Posted in Ted Nugent, WhiteManistan at 3:56 pm by George Smith

Poor Ted Nugent, propped up in bed or on the sofa, dosed with pain-killers so he can bend his new metal knees a little bit more everyday.

What comes into his mind?

Well, he drifts back to the halcyon time of 1955 America, when everyone knew their place, fondly recalling youthful work pumping gas and, today for WND, delivering newspapers on his Huffy bicycle.

No job was too menial for Ted to take, he rants. And that’s the problem with Americans, he continues in a screed exactly like the one yesterday.

Too damn lazy and entitled! Especially the other people — like in Detroit!

The old man does get-off-my-lawn and the bigot’s dog whistling, for the second time in 48 hours, showing that the prescription pain-killers are, certainly, having some kind of effect:

There was no hesitation then for me to get more jobs at the tender age of 11 or 12. I started delivering the Shopping News newspaper to my 100 or so customers from the elevated seat of my Huffy “StumpJumper” bike …

I continued to increase my workload with a second paper route delivering the Detroit News to over 90 customers seven days a week, hunting big, fat, slimy night-crawlers in the middle of the night and selling them for fishing bait around the neighborhood …

If someone would have dared to claim back then that someday America would accept an official category of the American workforce as “those who have given up looking for a job,” or worse yet, a list of “jobs Americans are not willing to do,” you would have been laughed out of town …

Negotiate for sick days instead of better quality products, and continue to punish the producers while rewarding the bloodsuckers.
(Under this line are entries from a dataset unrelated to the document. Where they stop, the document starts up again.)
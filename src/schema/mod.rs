//! Entity catalog
//!
//! The report builder can query three entities. Each entity has a fixed
//! list of fields with a display label and a field type; the field type
//! decides which filter operators apply.
//!
//! # Architecture
//!
//! ```text
//! ┌──────────┐   fields   ┌──────────┐   type   ┌────────────────┐
//! │ EntityDef│──────────► │ FieldDef │────────► │ Operator table │
//! └──────────┘            └──────────┘          └────────────────┘
//! ```
//!
//! The catalog is static data; lookups never allocate.

use crate::report::Operator;
use serde::Serialize;

/// Type of a field, used for operator compatibility and value formatting
#[derive(Debug, Clone, Copy, PartialEq, Eq, Hash, Serialize)]
#[serde(rename_all = "lowercase")]
pub enum FieldType {
    Text,
    Number,
    Select,
    Relation,
    Array,
    Date,
}

impl FieldType {
    pub fn as_str(&self) -> &'static str {
        match self {
            FieldType::Text => "text",
            FieldType::Number => "number",
            FieldType::Select => "select",
            FieldType::Relation => "relation",
            FieldType::Array => "array",
            FieldType::Date => "date",
        }
    }
}

impl std::fmt::Display for FieldType {
    fn fmt(&self, f: &mut std::fmt::Formatter<'_>) -> std::fmt::Result {
        write!(f, "{}", self.as_str())
    }
}

/// A field of an entity
#[derive(Debug, Clone, Copy, Serialize)]
#[serde(rename_all = "camelCase")]
pub struct FieldDef {
    pub id: &'static str,
    pub label: &'static str,
    #[serde(rename = "type")]
    pub field_type: FieldType,
    /// Allowed values for select fields
    #[serde(skip_serializing_if = "no_options")]
    pub options: &'static [&'static str],
    /// Target entity for relation fields
    #[serde(skip_serializing_if = "Option::is_none")]
    pub relates_to: Option<&'static str>,
}

impl FieldDef {
    const fn new(id: &'static str, label: &'static str, field_type: FieldType) -> Self {
        Self {
            id,
            label,
            field_type,
            options: &[],
            relates_to: None,
        }
    }

    const fn select(id: &'static str, label: &'static str, options: &'static [&'static str]) -> Self {
        Self {
            id,
            label,
            field_type: FieldType::Select,
            options,
            relates_to: None,
        }
    }

    const fn relation(id: &'static str, label: &'static str, target: &'static str) -> Self {
        Self {
            id,
            label,
            field_type: FieldType::Relation,
            options: &[],
            relates_to: Some(target),
        }
    }

    /// Operators that can filter this field
    pub fn operators(&self) -> Vec<Operator> {
        operators_for(self.field_type)
    }
}

fn no_options(options: &&'static [&'static str]) -> bool {
    options.is_empty()
}

/// A queryable entity
#[derive(Debug, Clone, Copy, Serialize)]
pub struct EntityDef {
    pub id: &'static str,
    pub label: &'static str,
    pub fields: &'static [FieldDef],
}

impl EntityDef {
    pub fn field(&self, id: &str) -> Option<&'static FieldDef> {
        self.fields.iter().find(|f| f.id == id)
    }
}

const PRIORITIES: &[&str] = &["Low", "Medium", "High"];

const CONTACT_FIELDS: &[FieldDef] = &[
    FieldDef::new("firstName", "First Name", FieldType::Text),
    FieldDef::new("lastName", "Last Name", FieldType::Text),
    FieldDef::new("email", "Email", FieldType::Text),
    FieldDef::new("phone", "Phone", FieldType::Text),
    FieldDef::new("company", "Company", FieldType::Text),
    FieldDef::new("title", "Job Title", FieldType::Text),
    FieldDef::select("status", "Status", &["Lead", "Customer", "Partner"]),
    FieldDef::new("tags", "Tags", FieldType::Array),
    FieldDef::new("createdAt", "Created Date", FieldType::Date),
    FieldDef::new("lastActivity", "Last Activity Date", FieldType::Date),
];

const DEAL_FIELDS: &[FieldDef] = &[
    FieldDef::new("name", "Deal Name", FieldType::Text),
    FieldDef::new("amount", "Amount", FieldType::Number),
    FieldDef::select(
        "stage",
        "Stage",
        &[
            "Prospect",
            "Qualification",
            "Proposal",
            "Negotiation",
            "Closed Won",
            "Closed Lost",
        ],
    ),
    FieldDef::select("priority", "Priority", PRIORITIES),
    FieldDef::new("probability", "Probability (%)", FieldType::Number),
    FieldDef::relation("contactId", "Contact", "contacts"),
    FieldDef::relation("companyId", "Company", "companies"),
    FieldDef::new("closeDate", "Expected Close Date", FieldType::Date),
    FieldDef::new("createdAt", "Created Date", FieldType::Date),
    FieldDef::new("lastUpdated", "Last Updated", FieldType::Date),
];

const TASK_FIELDS: &[FieldDef] = &[
    FieldDef::new("title", "Task Title", FieldType::Text),
    FieldDef::new("description", "Description", FieldType::Text),
    FieldDef::select(
        "status",
        "Status",
        &["Not Started", "In Progress", "Completed", "Deferred"],
    ),
    FieldDef::select("priority", "Priority", PRIORITIES),
    FieldDef::new("assignedTo", "Assigned To", FieldType::Text),
    FieldDef::new("relatedTo", "Related To", FieldType::Text),
    FieldDef::new("dueDate", "Due Date", FieldType::Date),
    FieldDef::new("completedAt", "Completed Date", FieldType::Date),
    FieldDef::new("createdAt", "Created Date", FieldType::Date),
];

const ENTITIES: &[EntityDef] = &[
    EntityDef {
        id: "contacts",
        label: "Contacts",
        fields: CONTACT_FIELDS,
    },
    EntityDef {
        id: "deals",
        label: "Deals",
        fields: DEAL_FIELDS,
    },
    EntityDef {
        id: "tasks",
        label: "Tasks",
        fields: TASK_FIELDS,
    },
];

/// All entities in catalog order
pub fn entities() -> &'static [EntityDef] {
    ENTITIES
}

pub fn entity(id: &str) -> Option<&'static EntityDef> {
    ENTITIES.iter().find(|e| e.id == id)
}

pub fn field(entity_id: &str, field_id: &str) -> Option<&'static FieldDef> {
    entity(entity_id).and_then(|e| e.field(field_id))
}

/// Display label for a field, falling back to the raw id
pub fn field_label<'a>(entity_id: &str, field_id: &'a str) -> &'a str {
    match field(entity_id, field_id) {
        Some(def) => def.label,
        None => field_id,
    }
}

/// Operators compatible with a field type, in menu order
pub fn operators_for(field_type: FieldType) -> Vec<Operator> {
    Operator::all()
        .iter()
        .copied()
        .filter(|op| op.applies_to(field_type))
        .collect()
}

/// First compatible operator, preselected when a filter field changes
pub fn default_operator(field_type: FieldType) -> Operator {
    Operator::all()
        .iter()
        .copied()
        .find(|op| op.applies_to(field_type))
        .unwrap_or(Operator::IsNotNull)
}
Bloodsuckers that won’t work, that’s the problem! Repeat it again and again because not enough are paying attention. Especially the two hundred or more lined up for two part-time jobs, one as a dishwasher and one as a meat-wrapper, at Whole Foods a week or so ago.

These bloodsuckers, dragging down the great nation Ted knew. It breaks his heart.

Next week, another column of Horatio Alger-like tenacity, Nugent writing about his days shoveling snow and chipping ice off the sidewalks before the sun came up so old folks wouldn’t slip and fall in the Motor City. And he took that ice and snow, put it on his wooden sledge, named Rosebud, carting it back to the house where it was melted for the sweetest free drinking water.

Tapped out on Ted’s tablet as he stomps around on his new knees, now the size of cantaloupes, blood leaking slowly into his boots but bulling through the pain, tending wild game, clearing brush and picking up the brass from the morning machine-gun firing at the ranch.

America! My America! Where have you gone!!!

Effin-ay, the man’s pathetic to the third power.